The company's "initial aim was to provide a place where unemployed actors might meet and practise their art", according to Laurence Harbottle (of Harbottle & Lewis) in 2006. "What it became was the launch pad for educational theatre in schools – and what Brian became, in the next half century, was the seminal influence on that movement, worldwide".

The Theatre Centre has developed plays by many writers, including Lisa Evans, Noël Greig, Mike Kenny, Bryony Lavery, Leo Butler, Brendan Murray, Philip Osment, Manjinder Virk, Roy Williams and Benjamin Zephaniah.

==Description==
Today, Theatre Centre shows tour to schools and venues around the country and the company has a focus on writers creating work for young audiences aged 4 to 18.

It is a member of Theatre for Young Audiences UK (TYA-UK), a network for makers and promoters of professional theatre for young audiences.
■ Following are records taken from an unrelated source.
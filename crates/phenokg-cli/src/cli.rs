//! CLI command definitions and argument parsing.

use clap::{Parser, Subcommand};
use std::path::PathBuf;

/// PhenoKG - Convert cohort definitions into RDF knowledge graphs.
#[derive(Debug, Parser)]
#[command(name = "phenokg")]
#[command(version, about, long_about = None)]
pub struct Cli {
    /// Output format
    #[arg(short, long, value_enum, global = true)]
    pub format: Option<CliFormat>,

    /// Disable colored output
    #[arg(long, global = true)]
    pub no_color: bool,

    /// Configuration file path
    #[arg(short, long, global = true, env = "PHENOKG_CONFIG")]
    pub config: Option<PathBuf>,

    /// Ontology class index (core_base.json)
    #[arg(long, global = true, env = "PHENOKG_ONTOLOGY")]
    pub ontology: Option<PathBuf>,

    /// Log filter, e.g. `info` or `phenokg_extractor=debug`
    #[arg(long, global = true)]
    pub log_level: Option<String>,

    /// Command to run
    #[command(subcommand)]
    pub command: Command,
}

/// Output format options.
#[derive(Debug, Clone, Copy, clap::ValueEnum)]
pub enum CliFormat {
    /// Table format (default)
    Table,
    /// JSON format
    Json,
    /// Quiet format (paths only)
    Quiet,
}

/// CLI commands.
#[derive(Debug, Subcommand)]
pub enum Command {
    /// Convert one cohort record to Turtle
    Convert(ConvertArgs),

    /// Check a cohort record's required fields without converting it
    Validate(ValidateArgs),

    /// Convert every record in a directory
    Batch(BatchArgs),

    /// Manage the configuration file
    Config(ConfigArgs),
}

/// Arguments for the convert command.
#[derive(Debug, Parser)]
pub struct ConvertArgs {
    /// Cohort record (JSON)
    pub input: PathBuf,

    /// Output file (default: input with a .ttl extension)
    #[arg(short, long)]
    pub output: Option<PathBuf>,

    /// Write the document to stdout instead of a file
    #[arg(long, conflicts_with = "output")]
    pub stdout: bool,

    /// Omit full-text literals and clinical rules
    #[arg(long)]
    pub minimal: bool,

    /// Base IRI bound to the empty prefix
    #[arg(long)]
    pub base: Option<String>,
}

/// Arguments for the validate command.
#[derive(Debug, Parser)]
pub struct ValidateArgs {
    /// Cohort record (JSON)
    pub input: PathBuf,

    /// Use the strict validation preset
    #[arg(long, conflicts_with = "permissive")]
    pub strict: bool,

    /// Use the permissive validation preset
    #[arg(long)]
    pub permissive: bool,
}

/// Arguments for the batch command.
#[derive(Debug, Parser)]
pub struct BatchArgs {
    /// Directory (or single file) of cohort records
    pub input: PathBuf,

    /// Directory outputs are written to
    pub output: PathBuf,

    /// Maximum number of files converted at once
    #[arg(short, long)]
    pub jobs: Option<usize>,

    /// How deep to descend into the input directory
    #[arg(long)]
    pub depth: Option<usize>,
}

/// Arguments for configuration management.
#[derive(Debug, Parser)]
pub struct ConfigArgs {
    /// Action to perform
    #[command(subcommand)]
    pub action: ConfigAction,
}

/// Configuration management actions.
#[derive(Debug, Subcommand)]
pub enum ConfigAction {
    /// Print the effective configuration
    Show,

    /// Print the configuration file path
    Path,

    /// Write a default configuration file
    Init {
        /// Overwrite an existing file
        #[arg(long)]
        force: bool,
    },
}

impl From<CliFormat> for crate::config::OutputFormat {
    fn from(format: CliFormat) -> Self {
        match format {
            CliFormat::Table => crate::config::OutputFormat::Table,
            CliFormat::Json => crate::config::OutputFormat::Json,
            CliFormat::Quiet => crate::config::OutputFormat::Quiet,
        }
    }
}
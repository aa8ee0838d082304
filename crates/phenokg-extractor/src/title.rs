//! Disease and temporal constraint from the cohort title

use crate::clinical::ClinicalFinding;
use phenokg_domain::terms::{class, prop, RDFS_LABEL, RDF_TYPE, TIME_TEMPORAL_ENTITY};
use phenokg_domain::{CohortId, TemporalConstraint, Term, Triple};
use regex::Regex;
use std::sync::LazyLock;

// The first whole-word "of" splits; everything after it names the disease
static DISEASE: LazyLock<Regex> =
    LazyLock::new(|| Regex::new(r"(?i)\bof\s+(.+)").expect("Invalid regex"));

static TEMPORAL: LazyLock<Regex> = LazyLock::new(|| {
    Regex::new(r"(?i)(earliest\s+event|first\s+occurrence|latest\s+event|initial\s+diagnosis)")
        .expect("Invalid regex")
});

/// A disease named by a cohort title
#[derive(Debug, Clone, PartialEq, Eq)]
pub struct Disease {
    /// Phrase as written in the title, trimmed
    pub phrase: String,
}

impl Disease {
    /// The disease node, `:Disease_{phrase}` with spaces as `_`
    pub fn term(&self) -> Term {
        Term::local(&format!("Disease_{}", self.phrase.replace(' ', "_")))
    }
}

/// Findings of the title section
#[derive(Debug, Clone, PartialEq)]
pub struct TitleFindings {
    /// Cohort id
    pub cohort: CohortId,

    /// Disease, if the title has an "of <condition>" clause
    pub disease: Option<Disease>,

    /// Temporal qualifier, if one of the fixed phrases occurs
    pub temporal: Option<TemporalConstraint>,

    /// Characteristics of the disease from the clinical description
    pub clinical: Vec<ClinicalFinding>,
}

/// Split a title into disease and temporal constraint
///
/// Either, both or neither may be found.
///
/// ```
/// use phenokg_domain::TemporalConstraint;
/// use phenokg_extractor::title::parse_title;
///
/// let (disease, temporal) = parse_title("Earliest event of Crohn's disease");
/// assert_eq!(disease.as_deref(), Some("Crohn's disease"));
/// assert_eq!(temporal, Some(TemporalConstraint::EarliestEvent));
/// ```
pub fn parse_title(title: &str) -> (Option<String>, Option<TemporalConstraint>) {
    let disease = DISEASE
        .captures(title)
        .and_then(|caps| caps.get(1))
        .map(|m| m.as_str().trim().to_string())
        .filter(|phrase| !phrase.is_empty());

    let temporal = TEMPORAL.find(title).and_then(|m| {
        let phrase = m.as_str().split_whitespace().collect::<Vec<_>>().join(" ");
        TemporalConstraint::parse(&phrase)
    });

    (disease, temporal)
}

/// Build the title findings
pub fn extract(cohort: &CohortId, title: &str) -> TitleFindings {
    let (disease, temporal) = parse_title(title);
    TitleFindings {
        cohort: cohort.clone(),
        disease: disease.map(|phrase| Disease { phrase }),
        temporal,
        clinical: Vec::new(),
    }
}

impl TitleFindings {
    /// Render as triples: disease, its clinical characteristics, then the
    /// temporal constraint
    pub fn triples(&self) -> Vec<Triple> {
        let cohort = self.cohort.term();
        let mut triples = Vec::new();

        if let Some(disease) = &self.disease {
            let node = disease.term();
            triples.push(Triple::new(node.clone(), RDF_TYPE, Term::name(class::DISEASE)));
            triples.push(Triple::new(node.clone(), RDFS_LABEL, Term::text(disease.phrase.clone())));
            triples.push(Triple::new(cohort.clone(), prop::HAS_DISEASE, node.clone()));

            for finding in &self.clinical {
                triples.push(finding.triple(&node));
            }
        }

        if let Some(temporal) = &self.temporal {
            let node = temporal.term();
            triples.push(Triple::new(node.clone(), RDF_TYPE, Term::name(TIME_TEMPORAL_ENTITY)));
            triples.push(Triple::new(node.clone(), RDFS_LABEL, Term::text(temporal.label())));
            triples.push(Triple::new(cohort, prop::HAS_TEMPORAL_CONSTRAINT, node));
        }

        triples
    }
}
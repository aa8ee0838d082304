//! Error types for the Extractor

use crate::types::Section;
use thiserror::Error;

/// Errors that can occur while converting a cohort record
#[derive(Error, Debug)]
pub enum ExtractorError {
    /// `id` or `name` failed validation; nothing is produced for the record
    #[error("Critical validation errors in cohort {cohort_id}: {}", fields.join(", "))]
    FieldValidation {
        /// Cohort id as found in the record (`"Unknown"` when absent)
        cohort_id: String,
        /// Fields with errors
        fields: Vec<String>,
    },

    /// A concept set could not be converted
    #[error("Failed to parse concept sets in cohort {cohort_id}: {message}")]
    ConceptSet {
        /// Cohort id
        cohort_id: String,
        /// What went wrong
        message: String,
    },

    /// A free-text section could not be converted
    #[error("Failed to parse {section} in cohort {cohort_id}: {message}")]
    TextProcessing {
        /// Cohort id
        cohort_id: String,
        /// Failing section
        section: Section,
        /// What went wrong
        message: String,
    },

    /// Vocabulary id without a known prefix
    #[error("Unknown vocabulary ID: {0}")]
    Vocabulary(String),

    /// Date that is not in a supported format
    #[error("Invalid date format: {0}")]
    DateFormat(String),

    /// Input is not a JSON object
    #[error("Invalid JSON: {0}")]
    InvalidJson(String),

    /// Input is not valid UTF-8
    #[error("File encoding error: {0}")]
    Encoding(String),

    /// Filesystem error
    #[error("I/O error: {0}")]
    Io(#[from] std::io::Error),

    /// Configuration error
    #[error("Configuration error: {0}")]
    Config(String),
}

impl From<serde_json::Error> for ExtractorError {
    fn from(e: serde_json::Error) -> Self {
        ExtractorError::InvalidJson(e.to_string())
    }
}

impl ExtractorError {
    /// Whether the record was rejected by required-field validation
    pub fn is_critical(&self) -> bool {
        matches!(self, ExtractorError::FieldValidation { .. })
    }

    /// Section the failure is attributed to, if any
    pub fn section(&self) -> Option<Section> {
        match self {
            ExtractorError::ConceptSet { .. } => Some(Section::ConceptSets),
            ExtractorError::TextProcessing { section, .. } => Some(*section),
            _ => None,
        }
    }

    /// Whether the input could not be decoded at all
    pub fn is_parse_failure(&self) -> bool {
        matches!(
            self,
            ExtractorError::InvalidJson(_) | ExtractorError::Encoding(_)
        )
    }
}
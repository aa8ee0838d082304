//! Tracing setup for the binary.

use crate::error::{CliError, Result};
use tracing_subscriber::EnvFilter;

/// Build the log filter
///
/// `--log-level` wins over `RUST_LOG`, which wins over the configured level.
pub fn filter(cli_level: Option<&str>, rust_log: Option<&str>, configured: &str) -> Result<EnvFilter> {
    let directives = cli_level
        .or(rust_log.filter(|s| !s.trim().is_empty()))
        .unwrap_or(configured);
    EnvFilter::try_new(directives).map_err(|e| CliError::Config(format!("Invalid log filter '{}': {}", directives, e)))
}

/// Initialize tracing (log to stderr)
pub fn init(cli_level: Option<&str>, configured: &str) -> Result<()> {
    let rust_log = std::env::var("RUST_LOG").ok();
    let filter = filter(cli_level, rust_log.as_deref(), configured)?;

    tracing_subscriber::fmt()
        .with_writer(std::io::stderr)
        .with_env_filter(filter)
        .with_target(false)
        .try_init()
        .map_err(|e| CliError::Config(format!("Failed to initialize logging: {}", e)))
}
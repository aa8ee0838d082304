//! Gatekeeper error types

use thiserror::Error;

/// Errors that can occur while configuring the gatekeeper
#[derive(Error, Debug)]
pub enum GatekeeperError {
    /// Configuration error
    #[error("Configuration error: {0}")]
    Config(String),
}

impl From<toml::de::Error> for GatekeeperError {
    fn from(e: toml::de::Error) -> Self {
        GatekeeperError::Config(e.to_string())
    }
}
//! PhenoKG Batch
//!
//! Converts a directory of cohort records concurrently.
//!
//! # Overview
//!
//! Files are discovered with a bounded directory walk, then converted on
//! blocking worker threads, at most `max_concurrency` at a time. Each file
//! either yields an output document or a counted failure; one bad file
//! never stops the run. Output order across files is not defined, but
//! each file's document is the same as a single-file conversion.
//!
//! # Usage
//!
//! ```no_run
//! use phenokg_batch::{BatchConfig, BatchRunner};
//! use phenokg_extractor::{Extractor, ExtractorConfig};
//! use phenokg_gatekeeper::ValidationConfig;
//! use phenokg_ontology::OntologyIndex;
//! use std::path::Path;
//! use std::sync::Arc;
//!
//! # async fn example() -> Result<(), Box<dyn std::error::Error>> {
//! let extractor = Extractor::new(
//!     ExtractorConfig::default(),
//!     ValidationConfig::default(),
//!     Arc::new(OntologyIndex::empty()),
//! )?;
//! let runner = BatchRunner::new(extractor, BatchConfig::sequential())?;
//! let report = runner.run(Path::new("cohorts"), Path::new("out")).await?;
//! assert!(report.metrics.total_files >= report.metrics.successful);
//! # Ok(())
//! # }
//! ```

#![warn(missing_docs)]

mod config;
mod error;
mod metrics;
mod runner;

pub use config::BatchConfig;
pub use error::BatchError;
pub use metrics::BatchMetrics;
pub use runner::{BatchReport, BatchRunner, FileOutcome};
Theatre Centre is a registered charity and is an Arts Council England National Portfolio Organisation.

== Awards ==

Theatre Centre administrates two prizes for writers, the Brian Way Award for Best New Play (formerly The Children's Award, established by Arts Council England) and the Adrienne Benham Award. The Brian Way Award is presented annually to the writer of a play for young people which has been professionally produced, and the Adrienne Benham Award to a writer who wishes to write a play for young people but who hasn't previously done so.
Winners of the Brian Way Award for Best New Play:
- 2012: Evan Placey for Holloway Jones (Synergy Theatre Company)
- 2011: Keith Saha for Ghost Boy (20 Stories High)
- 2010: Laurence Wilson for Blackberry Trout Face (20 Stories High)
- 2009: Douglas Maxwell for The Mothership (Birmingham Repertory Theatre)
- 2008: David Greig for Yellow Moon (TAG)
- 2008: Fin Kennedy (runner-up) for Locked In (Half Moon Theatre Company)
- 2007: Tim Crouch for Shopping for Shoes (National Theatre Education Department)
- 2007: Deborah Gearing (runner-up) for Burn (Shell Connections)
- 2006: Neil Duffield for The Lost Warrior (Dukes Theatre, Lancaster)
- 2005: Abi Bown for Hey There Boy with the Bebop (Polka Theatre)
- 2004: Charles Way for Red Red Shoes (Unicorn Theatre)
- 2003: Phil Porter for Smashed Eggs (Pentabus Theatre)
- 2002: Brendan Murray for Eliza's House (Royal Exchange)
- 2001: Mike Kenny for Stepping Stones (Interplay)

Winners of the Adrienne Benham Award:
- 2012: Kenneth Emson
- 2011: Marcelo Dos Santos
- 2010: Paula B. Stanic
- 2009: Steven Bloomer

== Sources ==
- Modern British Playwriting: The 1980s: Voices, Documents, New Interpretations, Jane Milling, Methuen Drama, 2012. ISBN 1408129590.
- Working With Theatre in Schools, Clive Webster, Pitman Publishing, 1975. ISBN 027300042X.
- Advice for the Young at Heart, Roy Williams, Methuen Drama, 2013. ISBN 9781472528032.